== MATERIAL SHOWN ==

use std::env;
use std::path::PathBuf;
use std::time::Duration;

use anyhow::{Result, anyhow, bail};
use config::{Config, ConfigError, File};
use serde::Deserialize;
use tracing::Level;

use ctxmenu::logging::{self, LogOptions};
use ctxmenu::{MenuTimings, Theme, app_dirs};

use crate::cli::CliArgs;

const DEFAULT_DEBOUNCE_MS: u64 = 500;
const DEFAULT_GRACE_MS: u64 = 100;
const DEFAULT_FADE_MS: u64 = 100;
const DEFAULT_THEME: &str = "dark";

#[derive(Debug, Clone, Default, Deserialize)]
#[serde(default)]
struct RawConfig {
	menu: MenuSection,
	bridge: BridgeSection,
	ui: UiSection,
	log: LogSection,
}

#[derive(Debug, Clone, Default, Deserialize)]
#[serde(default)]
struct MenuSection {
	debounce_ms: Option<u64>,
	grace_ms: Option<u64>,
	fade_ms: Option<u64>,
}

#[derive(Debug, Clone, Default, Deserialize)]
#[serde(default)]
struct BridgeSection {
	events: Option<PathBuf>,
	requests: Option<PathBuf>,
	show: Option<PathBuf>,
}

#[derive(Debug, Clone, Default, Deserialize)]
#[serde(default)]
struct UiSection {
	theme: Option<String>,
}

#[derive(Debug, Clone, Default, Deserialize)]
#[serde(default)]
struct LogSection {
	level: Option<String>,
	file: Option<PathBuf>,
}

pub struct ResolvedConfig {
	pub timings: MenuTimings,
	pub fade: Duration,
	pub theme_name: String,
	pub theme: Theme,
	pub events: Option<PathBuf>,
	pub requests: Option<PathBuf>,
	pub show: Option<PathBuf>,
	pub log: LogOptions,
}

impl ResolvedConfig {
	pub fn print_summary(&self) {
		println!("Effective configuration:");
		println!("  Search debounce: {} ms", self.timings.debounce.as_millis());
		println!("  Grace period: {} ms", self.timings.grace.as_millis());
		println!("  Fade: {} ms", self.fade.as_millis());
		println!("  Theme: {}", self.theme_name);
		println!("  Host events: {}", display_path(self.events.as_ref(), "(none)"));
		println!(
			"  Host requests: {}",
			display_path(self.requests.as_ref(), "(discarded)")
		);
		if let Some(path) = &self.show {
			println!("  Initial menu: {}", path.display());
		}
		println!("  Log level: {}", self.log.level);
		println!("  Log file: {}", display_path(self.log.file.as_ref(), "(disabled)"));
	}
}

pub fn load(cli: &CliArgs) -> Result<ResolvedConfig> {
	let defaults = if cli.no_config {
		Vec::new()
	} else {
		default_config_files()
	};
	let builder = build_config(cli, defaults)?;
	let mut raw: RawConfig = builder
		.try_deserialize()
		.map_err(|err| anyhow!("failed to deserialize configuration: {err}"))?;
	raw.apply_cli_overrides(cli);
	raw.resolve()
}

fn build_config(cli: &CliArgs, defaults: Vec<PathBuf>) -> Result<Config> {
	let mut builder = Config::builder();

	for path in defaults {
		builder = builder.add_source(File::from(path).required(false));
	}

	for path in &cli.config {
		builder = builder.add_source(File::from(path.clone()).required(true));
	}

	builder = builder.add_source(
		config::Environment::with_prefix("ctxmenu")
			.separator("__")
			.try_parsing(true),
	);

	builder.build().map_err(|err| match err {
		ConfigError::Frozen => anyhow!("configuration builder is frozen"),
		other => other.into(),
	})
}

fn default_config_files() -> Vec<PathBuf> {
	let mut files = Vec::new();

	if let Ok(dir) = app_dirs::get_config_dir() {
		files.push(dir.join("config.toml"));
	}

	if let Ok(current_dir) = env::current_dir() {
		files.push(current_dir.join(".ctxmenu.toml"));
		files.push(current_dir.join("ctxmenu.toml"));
	}

	files
}

impl RawConfig {
	fn apply_cli_overrides(&mut self, cli: &CliArgs) {
		if let Some(value) = cli.debounce_ms {
			self.menu.debounce_ms = Some(value);
		}
		if let Some(value) = cli.grace_ms {
			self.menu.grace_ms = Some(value);
		}
		if let Some(value) = cli.fade_ms {
			self.menu.fade_ms = Some(value);
		}
		if let Some(path) = cli.events.clone() {
			self.bridge.events = Some(path);
		}
		if let Some(path) = cli.requests.clone() {
			self.bridge.requests = Some(path);
		}
		if let Some(path) = cli.show.clone() {
			self.bridge.show = Some(path);
		}
		if let Some(theme) = cli.theme {
			self.ui.theme = Some(theme.as_str().to_string());
		}
		if let Some(path) = cli.log_file.clone() {
			self.log.file = Some(path);
		}
		if cli.verbose {
			self.log.level = Some(Level::DEBUG.to_string());
		}
	}

	fn resolve(self) -> Result<ResolvedConfig> {
		let timings = MenuTimings {
			debounce: Duration::from_millis(self.menu.debounce_ms.unwrap_or(DEFAULT_DEBOUNCE_MS)),
			grace: Duration::from_millis(self.menu.grace_ms.unwrap_or(DEFAULT_GRACE_MS)),
		};
		let fade = Duration::from_millis(self.menu.fade_ms.unwrap_or(DEFAULT_FADE_MS));

		let theme_name = self
			.ui
			.theme
			.map(|name| name.trim().to_ascii_lowercase())
			.filter(|name| !name.is_empty())
			.unwrap_or_else(|| DEFAULT_THEME.to_string());
		let Some(theme) = Theme::by_name(&theme_name) else {
			bail!(
				"unknown theme '{theme_name}' (available: {})",
				Theme::names().join(", ")
			);
		};

		let level = match self.log.level.as_deref() {
			Some(level) => logging::parse_level(level)?,
			None => LogOptions::default().level,
		};
		let file = self
			.log
			.file
			.or_else(|| app_dirs::default_log_file().ok());

		Ok(ResolvedConfig {
			timings,
			fade,
			theme_name,
			theme,
			events: self.bridge.events,
			requests: self.bridge.requests,
			show: self.bridge.show,
			log: LogOptions { level, file },
		})
	}
}

fn display_path(path: Option<&PathBuf>, fallback: &str) -> String {
	path.map(|path| path.display().to_string())
		.unwrap_or_else(|| fallback.to_string())
}

#[cfg(test)]
mod tests {
	use std::fs;

	use clap::Parser;
	use tempfile::tempdir;

	use super::*;

	fn cli(args: &[&str]) -> CliArgs {
		CliArgs::parse_from(args)
	}

	#[test]
	fn defaults_apply_without_sources() {
		let resolved = load(&cli(&["ctxmenu", "--no-config"])).unwrap();
		assert_eq!(resolved.timings, MenuTimings::default());
		assert_eq!(resolved.fade, Duration::from_millis(100));
		assert_eq!(resolved.theme_name, "dark");
		assert!(resolved.events.is_none());
	}

	#[test]
	fn file_values_are_overridden_by_flags() {
		let dir = tempdir().unwrap();
		let path = dir.path().join("menu.toml");
		fs::write(
			&path,
			"[menu]\ndebounce_ms = 250\ngrace_ms = 40\n\n[ui]\ntheme = \"Light\"\n\n[bridge]\nevents = \"/tmp/host-events\"\n\n[log]\nlevel = \"info\"\n",
		)
		.unwrap();
		let path_arg = path.to_string_lossy().into_owned();

		let resolved = load(&cli(&[
			"ctxmenu",
			"--no-config",
			"--config",
			&path_arg,
			"--grace-ms",
			"75",
		]))
		.unwrap();
		assert_eq!(resolved.timings.debounce, Duration::from_millis(250));
		assert_eq!(resolved.timings.grace, Duration::from_millis(75));
		assert_eq!(resolved.theme_name, "light");
		assert_eq!(resolved.events, Some(PathBuf::from("/tmp/host-events")));
		assert_eq!(resolved.log.level, Level::INFO);
	}

	#[test]
	fn missing_explicit_config_is_an_error() {
		let dir = tempdir().unwrap();
		let missing = dir.path().join("absent.toml");
		let missing_arg = missing.to_string_lossy().into_owned();
		assert!(load(&cli(&["ctxmenu", "--no-config", "-c", &missing_arg])).is_err());
	}

	#[test]
	fn unknown_theme_is_rejected() {
		let dir = tempdir().unwrap();
		let path = dir.path().join("theme.toml");
		fs::write(&path, "[ui]\ntheme = \"neon\"\n").unwrap();
		let path_arg = path.to_string_lossy().into_owned();
		let err = load(&cli(&["ctxmenu", "--no-config", "-c", &path_arg]))
			.err()
			.expect("unknown theme fails");
		assert!(err.to_string().contains("unknown theme 'neon'"));
	}

	#[test]
	fn verbose_flag_raises_log_level() {
		let resolved = load(&cli(&["ctxmenu", "--no-config", "-v"])).unwrap();
		assert_eq!(resolved.log.level, Level::DEBUG);
	}
}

== EXERCISE DIRECTIONS ==
Restate the entries above word for word, beginning with their first line and ending with the line holding "pub struct ResolvedConfig"; omit everything else.

== RESULT OF THIS EXERCISE ==
use std::env;
use std::path::PathBuf;
use std::time::Duration;

use anyhow::{Result, anyhow, bail};
use config::{Config, ConfigError, File};
use serde::Deserialize;
use tracing::Level;

use ctxmenu::logging::{self, LogOptions};
use ctxmenu::{MenuTimings, Theme, app_dirs};

use crate::cli::CliArgs;

const DEFAULT_DEBOUNCE_MS: u64 = 500;
const DEFAULT_GRACE_MS: u64 = 100;
const DEFAULT_FADE_MS: u64 = 100;
const DEFAULT_THEME: &str = "dark";

#[derive(Debug, Clone, Default, Deserialize)]
#[serde(default)]
struct RawConfig {
	menu: MenuSection,
	bridge: BridgeSection,
	ui: UiSection,
	log: LogSection,
}

#[derive(Debug, Clone, Default, Deserialize)]
#[serde(default)]
struct MenuSection {
	debounce_ms: Option<u64>,
	grace_ms: Option<u64>,
	fade_ms: Option<u64>,
}

#[derive(Debug, Clone, Default, Deserialize)]
#[serde(default)]
struct BridgeSection {
	events: Option<PathBuf>,
	requests: Option<PathBuf>,
	show: Option<PathBuf>,
}

#[derive(Debug, Clone, Default, Deserialize)]
#[serde(default)]
struct UiSection {
	theme: Option<String>,
}

#[derive(Debug, Clone, Default, Deserialize)]
#[serde(default)]
struct LogSection {
	level: Option<String>,
	file: Option<PathBuf>,
}

pub struct ResolvedConfig {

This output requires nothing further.